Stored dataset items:

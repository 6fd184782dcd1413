use std::cmp::Ordering;
use std::hash::{Hash, Hasher};

use num_bigint::BigInt;
use num_traits::{ToPrimitive, Zero};
use serde::{Deserialize, Serialize};

use crate::domain::TypeTag;

/// A runtime value of the target language.
///
/// Equality, hashing and ordering on `Value` are *snapshot identity*: structural,
/// order-sensitive and total (floats compare by bit pattern, so `nan == nan`).
/// Language-level equality (`1 == 1.0`) lives in [`crate::ops::py_eq`].
#[derive(Debug, Clone, Serialize, Deserialize)]
#[serde(tag = "type", content = "value", rename_all = "snake_case")]
pub enum Value {
    None,
    Bool(bool),
    Int(BigInt),
    Float(f64),
    Complex { re: f64, im: f64 },
    Bytes(Vec<u8>),
    Str(String),
    List(Vec<Value>),
    Tuple(Vec<Value>),
    /// Insertion-ordered key/value pairs.
    Dict(Vec<(Value, Value)>),
}

impl Value {
    pub fn int(v: i64) -> Value {
        Value::Int(BigInt::from(v))
    }

    pub fn str(s: &str) -> Value {
        Value::Str(s.to_string())
    }

    pub fn complex(re: f64, im: f64) -> Value {
        Value::Complex { re, im }
    }

    pub fn type_tag(&self) -> TypeTag {
        match self {
            Value::None => TypeTag::Absent,
            Value::Bool(_) | Value::Int(_) => TypeTag::Integer,
            Value::Float(_) => TypeTag::Real,
            Value::Complex { .. } => TypeTag::Complex,
            Value::Bytes(_) => TypeTag::Bytes,
            Value::Str(_) => TypeTag::Text,
            Value::List(_) | Value::Tuple(_) | Value::Dict(_) => TypeTag::Container,
        }
    }

    /// Language-level type name, as it appears in error messages.
    pub fn type_name(&self) -> &'static str {
        match self {
            Value::None => "NoneType",
            Value::Bool(_) => "bool",
            Value::Int(_) => "int",
            Value::Float(_) => "float",
            Value::Complex { .. } => "complex",
            Value::Bytes(_) => "bytes",
            Value::Str(_) => "str",
            Value::List(_) => "list",
            Value::Tuple(_) => "tuple",
            Value::Dict(_) => "dict",
        }
    }

    pub fn is_none(&self) -> bool {
        matches!(self, Value::None)
    }

    pub fn is_truthy(&self) -> bool {
        match self {
            Value::None => false,
            Value::Bool(b) => *b,
            Value::Int(i) => !i.is_zero(),
            Value::Float(f) => *f != 0.0,
            Value::Complex { re, im } => *re != 0.0 || *im != 0.0,
            Value::Bytes(b) => !b.is_empty(),
            Value::Str(s) => !s.is_empty(),
            Value::List(v) | Value::Tuple(v) => !v.is_empty(),
            Value::Dict(d) => !d.is_empty(),
        }
    }

    /// Integer view of ints and bools.
    pub fn as_bigint(&self) -> Option<BigInt> {
        match self {
            Value::Bool(b) => Some(BigInt::from(u8::from(*b))),
            Value::Int(i) => Some(i.clone()),
            _ => None,
        }
    }

    pub fn as_i64(&self) -> Option<i64> {
        self.as_bigint().and_then(|i| i.to_i64())
    }

    fn rank(&self) -> u8 {
        match self {
            Value::None => 0,
            Value::Bool(_) => 1,
            Value::Int(_) => 2,
            Value::Float(_) => 3,
            Value::Complex { .. } => 4,
            Value::Bytes(_) => 5,
            Value::Str(_) => 6,
            Value::List(_) => 7,
            Value::Tuple(_) => 8,
            Value::Dict(_) => 9,
        }
    }
}

impl PartialEq for Value {
    fn eq(&self, other: &Self) -> bool {
        self.cmp(other) == Ordering::Equal
    }
}

impl Eq for Value {}

impl PartialOrd for Value {
    fn partial_cmp(&self, other: &Self) -> Option<Ordering> {
        Some(self.cmp(other))
    }
}

impl Ord for Value {
    fn cmp(&self, other: &Self) -> Ordering {
        match (self, other) {
            (Value::None, Value::None) => Ordering::Equal,
            (Value::Bool(a), Value::Bool(b)) => a.cmp(b),
            (Value::Int(a), Value::Int(b)) => a.cmp(b),
            (Value::Float(a), Value::Float(b)) => a.to_bits().cmp(&b.to_bits()),
            (Value::Complex { re: ar, im: ai }, Value::Complex { re: br, im: bi }) => ar
                .to_bits()
                .cmp(&br.to_bits())
                .then(ai.to_bits().cmp(&bi.to_bits())),
            (Value::Bytes(a), Value::Bytes(b)) => a.cmp(b),
            (Value::Str(a), Value::Str(b)) => a.cmp(b),
            (Value::List(a), Value::List(b)) | (Value::Tuple(a), Value::Tuple(b)) => a.cmp(b),
            (Value::Dict(a), Value::Dict(b)) => a.cmp(b),
            _ => self.rank().cmp(&other.rank()),
        }
    }
}

impl Hash for Value {
    fn hash<H: Hasher>(&self, state: &mut H) {
        self.rank().hash(state);
        match self {
            Value::None => {}
            Value::Bool(b) => b.hash(state),
            Value::Int(i) => i.hash(state),
            Value::Float(f) => f.to_bits().hash(state),
            Value::Complex { re, im } => {
                re.to_bits().hash(state);
                im.to_bits().hash(state);
            }
            Value::Bytes(b) => b.hash(state),
            Value::Str(s) => s.hash(state),
            Value::List(v) | Value::Tuple(v) => v.hash(state),
            Value::Dict(d) => d.hash(state),
        }
    }
}

impl From<bool> for Value {
    fn from(b: bool) -> Self {
        Value::Bool(b)
    }
}

impl From<i64> for Value {
    fn from(v: i64) -> Self {
        Value::int(v)
    }
}

impl From<f64> for Value {
    fn from(v: f64) -> Self {
        Value::Float(v)
    }
}

impl From<&str> for Value {
    fn from(s: &str) -> Self {
        Value::str(s)
    }
}

#[cfg(test)]
mod tests {
    use super::*;

    #[test]
    fn nan_has_snapshot_identity() {
        assert_eq!(Value::Float(f64::NAN), Value::Float(f64::NAN));
        assert_ne!(Value::Float(0.0), Value::Float(-0.0));
    }

    #[test]
    fn snapshot_identity_is_type_strict() {
        assert_ne!(Value::int(1), Value::Float(1.0));
        assert_ne!(Value::int(1), Value::Bool(true));
        assert_ne!(Value::List(vec![]), Value::Tuple(vec![]));
    }

    #[test]
    fn truthiness() {
        assert!(!Value::None.is_truthy());
        assert!(!Value::int(0).is_truthy());
        assert!(Value::int(-1).is_truthy());
        assert!(!Value::Str(String::new()).is_truthy());
        assert!(Value::Float(f64::NAN).is_truthy());
        assert!(!Value::Dict(vec![]).is_truthy());
        assert!(Value::complex(0.0, 1.0).is_truthy());
    }
}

— What you will do —
Your reply must be one number, namely the count of lines above that hold the string "Some".

— Solution to this exercise —
3